Artist Statement
When I was thirteen years old, my doctor put me in a neck brace and said it would not last long. Eleven years later, I am still navigating extreme oscillations of health while feeling stigmatized and misunderstood. I was diagnosed with Ankylosing Spondylitis (AS) on 11/11/11. Although Ankylosing Spondylitis is a common disease, it remains unseen and unknown by both the public and medical practitioners. My art is how I make my story visible.
My paintings employ layers of text and image to capture the multifaceted identities we have as patients. Patients living with chronic, incurable diseases rarely fit into healthy-sick binaries. With illnesses often invisible and oscillating in symptoms and magnitude, patients find themselves in limbo, betwixt and between sick and healthy. By creating a third box, an “other,” I aim to make this complex identity visible.

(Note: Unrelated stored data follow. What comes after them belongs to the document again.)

//! Shared library for the duck simulator.
//!
//! The crate exposes the duck catalog, the swappable behavior strategies, and
//! the dispatcher that executes and overrides them. Public functions here form
//! the contract the binaries depend on: catalog discovery, simulator
//! construction, and log setup.

use anyhow::{Result, bail};
use std::env;
use std::path::{Path, PathBuf};
use tracing::info;
use tracing_subscriber::EnvFilter;

pub mod behavior;
pub mod catalog;
pub mod error;
mod schema_loader;
pub mod session;
pub mod simulator;

pub use behavior::{Behavior, BehaviorRegistry, BuiltinBehavior, ScriptedBehavior, SharedBehavior};
pub use catalog::{
    BehaviorCategory, CATALOG_SCHEMA_VERSION, CatalogDocument, CatalogKey, CatalogSnapshot, Duck,
    DuckCatalog, DuckSnapshot, ImplementationName,
};
pub use error::{IndexKind, SimError, SimResult};
pub use session::{NOTICE_DISMISS_DELAY, Notice, Session, TableSection, Tap};
pub use simulator::{Performance, SharedSimulator, Simulator};

/// Environment variable naming a catalog file to load instead of the bundled one.
pub const CATALOG_ENV: &str = "DUCKSIM_CATALOG";
/// Environment variable holding a `tracing` filter directive for the binaries.
pub const LOG_ENV: &str = "DUCKSIM_LOG";

const BUNDLED_CATALOG: &str = "data/ducks.json";
const DEFAULT_LOG_FILTER: &str = "warn";

/// Path of the catalog shipped in the source tree.
pub fn default_catalog_path() -> PathBuf {
    PathBuf::from(env!("CARGO_MANIFEST_DIR")).join(BUNDLED_CATALOG)
}

/// Decide which catalog file to load.
///
/// Search order: the explicit path, then `DUCKSIM_CATALOG`, then the bundled
/// `data/ducks.json`. An explicit or env-provided path that does not exist is
/// an error; a missing bundled file yields `None` so callers fall back to the
/// built-in roster.
pub fn resolve_catalog_path(explicit: Option<&Path>) -> Result<Option<PathBuf>> {
    if let Some(path) = explicit {
        if !path.is_file() {
            bail!("Catalog file not found: {}", path.display());
        }
        return Ok(Some(path.to_path_buf()));
    }

    if let Some(value) = env_non_empty(CATALOG_ENV) {
        let path = PathBuf::from(value);
        if !path.is_file() {
            bail!(
                "{CATALOG_ENV} points at {}, which is not a file",
                path.display()
            );
        }
        return Ok(Some(path));
    }

    let bundled = default_catalog_path();
    Ok(bundled.is_file().then_some(bundled))
}

/// Build a simulator from the resolved catalog, or the built-in roster.
pub fn load_simulator(explicit: Option<&Path>) -> Result<Simulator> {
    let catalog = match resolve_catalog_path(explicit)? {
        Some(path) => {
            let catalog = DuckCatalog::load(&path)?;
            info!(path = %path.display(), ducks = catalog.len(), "catalog loaded from file");
            catalog
        }
        None => {
            info!("no catalog file found; using built-in roster");
            DuckCatalog::standard()
        }
    };
    Ok(Simulator::new(catalog))
}

/// Install the stderr `tracing` subscriber used by the binaries.
///
/// The filter comes from `DUCKSIM_LOG` and defaults to `warn`. Calling this
/// twice is harmless.
pub fn init_tracing() {
    let filter =
        EnvFilter::try_from_env(LOG_ENV).unwrap_or_else(|_| EnvFilter::new(DEFAULT_LOG_FILTER));
    let _ = tracing_subscriber::fmt()
        .with_env_filter(filter)
        .with_writer(std::io::stderr)
        .with_target(false)
        .try_init();
}

fn env_non_empty(name: &str) -> Option<String> {
    match env::var(name) {
        Ok(value) if !value.trim().is_empty() => Some(value),
        _ => None,
    }
}

#[cfg(test)]
mod tests {
    use super::*;
    use tempfile::NamedTempFile;

    #[test]
    fn explicit_catalog_must_exist() {
        let missing = Path::new("/nonexistent/ducks.json");
        let err = resolve_catalog_path(Some(missing)).unwrap_err();
        assert!(err.to_string().contains("Catalog file not found"));

        let file = NamedTempFile::new().unwrap();
        assert_eq!(
            resolve_catalog_path(Some(file.path())).unwrap(),
            Some(file.path().to_path_buf())
        );
    }

    #[test]
    fn bundled_catalog_matches_built_in_roster() {
        let loaded = DuckCatalog::load(&default_catalog_path()).unwrap();
        let standard = DuckCatalog::standard();
        assert_eq!(loaded.snapshot(), standard.snapshot());
    }
}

In my photography, I show the intersection between the finite and the infinite nature of chronic disease. These body scans are dissected into disconnected body parts: my brain, my spine, my heart, my vertebra. As a patient, I have often felt that my body parts are seen as fragments to be analyzed in separate glass boxes. However, in sum, my boxes represent the connections between my body and mind.
Biography
Sal Marx is a multimedia artist who works to illuminate human experiences with chronic disease and advocate for patient-centered change. Living with Ankylosing Spondylitis, an invisible, underrepresented disease, she uses her personal story as a visual data point in the context of a much broader healthcare crisis. Marx studied Public Policy, Psychology, and Media Studies at Pomona College. She is based in Brooklyn, NY.